He nodded at her, still watching her. Then, to Ondine’s amazement, he turned irritably to the magistrate.
“Release her so that I may marry her.”
“What?” the magistrate shrieked, his fleshy cheeks puffing out. “But, my lord! The girl is nothing but a thief. A pretty piece, I’ll warrant, but—”
“Sir, if I am not mistaken, the law reads that she goes free if a man takes her as bride. I promise you, I am a man. I wish to marry her. Now get that rope off her neck and take her from the cart.”

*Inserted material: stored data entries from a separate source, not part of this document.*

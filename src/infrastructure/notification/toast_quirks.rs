//! Known false failures of the Windows toast binding
//!
//! The Windows toast call can raise a window-procedure type conversion error
//! after the toast has already been shown. Errors mentioning any of the
//! markers below are treated as a successful delivery. Nothing else is
//! suppressed; every other error stays a genuine failure.
//!
//! Revisit this list whenever the notification backend is upgraded.

/// Substrings identifying the false failure
pub const BENIGN_TOAST_ERROR_MARKERS: &[&str] = &["WPARAM", "LRESULT", "WNDPROC"];

/// Whether a toast error is the known false failure
pub fn is_benign_toast_error(error_text: &str) -> bool {
    BENIGN_TOAST_ERROR_MARKERS
        .iter()
        .any(|marker| error_text.contains(marker))
}

#[cfg(test)]
mod tests {
    use super::*;

    #[test]
    fn each_marker_is_benign() {
        assert!(is_benign_toast_error("argument 3: <class 'TypeError'>: wrong type WPARAM"));
        assert!(is_benign_toast_error("LRESULT conversion failed"));
        assert!(is_benign_toast_error("WNDPROC return value cannot be converted to LRESULT"));
    }

    #[test]
    fn other_errors_are_genuine() {
        assert!(!is_benign_toast_error("Access is denied. (0x80070005)"));
        assert!(!is_benign_toast_error(""));
    }

    #[test]
    fn markers_are_case_sensitive() {
        assert!(!is_benign_toast_error("wparam"));
    }
}
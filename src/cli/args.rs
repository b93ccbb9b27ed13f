//! CLI argument definitions using Clap

use std::fmt::Write as _;
use std::path::PathBuf;

use clap::Parser;

use crate::domain::ALL_SEVERITIES;

/// hook-notify - desktop notifications for Claude Code hooks
///
/// Reads a hook event as JSON on stdin. Without one, shows
/// `<NOTIFICATION_TYPE> <MESSAGE>` from the command line.
#[derive(Parser, Debug)]
#[command(name = "hook-notify")]
#[command(version)]
#[command(about = "Cross-platform desktop notifications for Claude Code hook events")]
#[command(long_about = None)]
pub struct Cli {
    /// Notification type (stop, permission, error, warning, info)
    #[arg(value_name = "NOTIFICATION_TYPE")]
    pub notification_type: Option<String>,

    /// Notification message
    #[arg(value_name = "MESSAGE")]
    pub message: Option<String>,

    /// Extra positional values are accepted and ignored
    #[arg(hide = true)]
    pub extra: Vec<String>,

    /// Icon file to show instead of the bundled icon
    #[arg(long, value_name = "PATH", env = "HOOK_NOTIFY_ICON")]
    pub icon: Option<PathBuf>,

    /// Print the resolved notification without showing it
    #[arg(long)]
    pub dry_run: bool,
}

impl Cli {
    /// The `(type, message)` pair for legacy mode, if both were given
    pub fn legacy_pair(&self) -> Option<(&str, &str)> {
        Some((self.notification_type.as_deref()?, self.message.as_deref()?))
    }
}

/// Usage text printed when legacy mode is missing arguments
pub fn usage_text() -> String {
    let mut text = String::from("Usage: hook-notify <notification_type> <message>\n\nNotification types:\n");
    for severity in ALL_SEVERITIES {
        let _ = writeln!(text, "  {:<11} - {}", severity.as_str(), severity.description());
    }
    text.push_str("\nExample:\n");
    text.push_str("  hook-notify stop \"Session has ended\"\n");
    text.push_str("  hook-notify permission \"Please review permissions\"\n");
    text.push_str("  echo '{\"hook_event_name\":\"Stop\"}' | hook-notify");
    text
}

#[cfg(test)]
mod tests {
    use super::*;
    use clap::CommandFactory;

    #[test]
    fn cli_parses_defaults() {
        let cli = Cli::try_parse_from(["hook-notify"]).unwrap();
        assert!(cli.notification_type.is_none());
        assert!(cli.message.is_none());
        assert!(!cli.dry_run);
        assert!(cli.legacy_pair().is_none());
    }

    #[test]
    fn cli_parses_legacy_pair() {
        let cli = Cli::try_parse_from(["hook-notify", "stop", "Session has ended"]).unwrap();
        assert_eq!(cli.legacy_pair(), Some(("stop", "Session has ended")));
    }

    #[test]
    fn cli_single_argument_is_not_a_pair() {
        let cli = Cli::try_parse_from(["hook-notify", "stop"]).unwrap();
        assert!(cli.legacy_pair().is_none());
    }

    #[test]
    fn cli_accepts_unknown_type() {
        let cli = Cli::try_parse_from(["hook-notify", "custom", "hello"]).unwrap();
        assert_eq!(cli.legacy_pair(), Some(("custom", "hello")));
    }

    #[test]
    fn cli_ignores_extra_values() {
        let cli = Cli::try_parse_from(["hook-notify", "info", "hello", "more", "stuff"]).unwrap();
        assert_eq!(cli.legacy_pair(), Some(("info", "hello")));
        assert_eq!(cli.extra, vec!["more", "stuff"]);
    }

    #[test]
    fn cli_message_after_separator_may_start_with_hyphen() {
        let cli = Cli::try_parse_from(["hook-notify", "--", "error", "-1 tests failed"]).unwrap();
        assert_eq!(cli.legacy_pair(), Some(("error", "-1 tests failed")));
    }

    #[test]
    fn cli_parses_flags() {
        let cli = Cli::try_parse_from([
            "hook-notify",
            "--dry-run",
            "--icon",
            "/tmp/icon.png",
            "info",
            "hi",
        ])
        .unwrap();
        assert!(cli.dry_run);
        assert_eq!(cli.icon, Some(PathBuf::from("/tmp/icon.png")));
    }

    #[test]
    fn usage_lists_every_type() {
        let usage = usage_text();
        assert!(usage.starts_with("Usage: hook-notify <notification_type> <message>"));
        for name in ["stop", "permission", "error", "warning", "info"] {
            assert!(usage.contains(name), "usage is missing {name}");
        }
    }

    #[test]
    fn verify_cli() {
        // Verify the CLI definition is valid
        Cli::command().debug_assert();
    }
}
//! Notification icon lookup
//!
//! Icons live in an `icon/` directory next to the installed binary.

use std::env;
use std::path::{Path, PathBuf};

/// Directory holding the icon files, relative to the install location
pub const ICON_DIR: &str = "icon";

/// Icon files in order of preference
pub const ICON_FILES: &[&str] = &["claude-ai-icon.ico", "claude-ai-icon.png"];

/// Finds the icon shown with each notification
#[derive(Debug, Clone)]
pub struct IconLocator {
    install_dir: Option<PathBuf>,
}

impl IconLocator {
    /// Locate icons next to the running executable
    pub fn new() -> Self {
        let install_dir = env::current_exe()
            .ok()
            .and_then(|exe| exe.parent().map(Path::to_path_buf));

        Self { install_dir }
    }

    /// Locate icons under a custom install directory
    pub fn with_install_dir(dir: impl Into<PathBuf>) -> Self {
        Self {
            install_dir: Some(dir.into()),
        }
    }

    /// Resolve the icon path.
    ///
    /// An existing `preferred` file wins; otherwise the first existing file of
    /// [`ICON_FILES`] under the install directory. `None` if nothing exists.
    pub fn resolve(&self, preferred: Option<&Path>) -> Option<PathBuf> {
        if let Some(path) = preferred.filter(|p| p.is_file()) {
            return Some(path.to_path_buf());
        }

        let icon_dir = self.install_dir.as_ref()?.join(ICON_DIR);
        ICON_FILES
            .iter()
            .map(|name| icon_dir.join(name))
            .find(|path| path.is_file())
    }
}

impl Default for IconLocator {
    fn default() -> Self {
        Self::new()
    }
}
//! Infrastructure layer - Adapter implementations
//!
//! Contains concrete implementations of the port interfaces,
//! integrating with the native notification services, the config
//! file and the icon files shipped next to the binary.

pub mod config;
pub mod icon;
pub mod notification;

// Re-export adapters
pub use config::XdgConfigStore;
pub use icon::IconLocator;
pub use notification::{NativeNotifierFactory, PlatformNotifier};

Too stunned to speak, Ondine stared at the tall stranger. He couldn’t be serious. It was a grisly joke, meant to torture her to the very end.
“Do not be so cruel as to taunt me further!” she begged.
He emitted an impatient oath and sprang to the cart himself, slipping the rope from her neck, then lifting her with startling strength that almost sent her sprawling as he set her upon the ground.
“Friar!” he snapped impatiently. “Are you a man of God, or aren’t you?
Certainly you can stumble through a brief wedding ceremony. ”
“My lord—” the magistrate began again.
The stranger’s temper snapped and harsh authority clipped his tone. “Get to the paperwork, sir.”
“But, my lord! To whom—”
“My given name, sir, is Warwick Chatham. May we proceed? I am not a man without influence. I would not like to have it brought to the king’s attention that his magistrates are slow witted—”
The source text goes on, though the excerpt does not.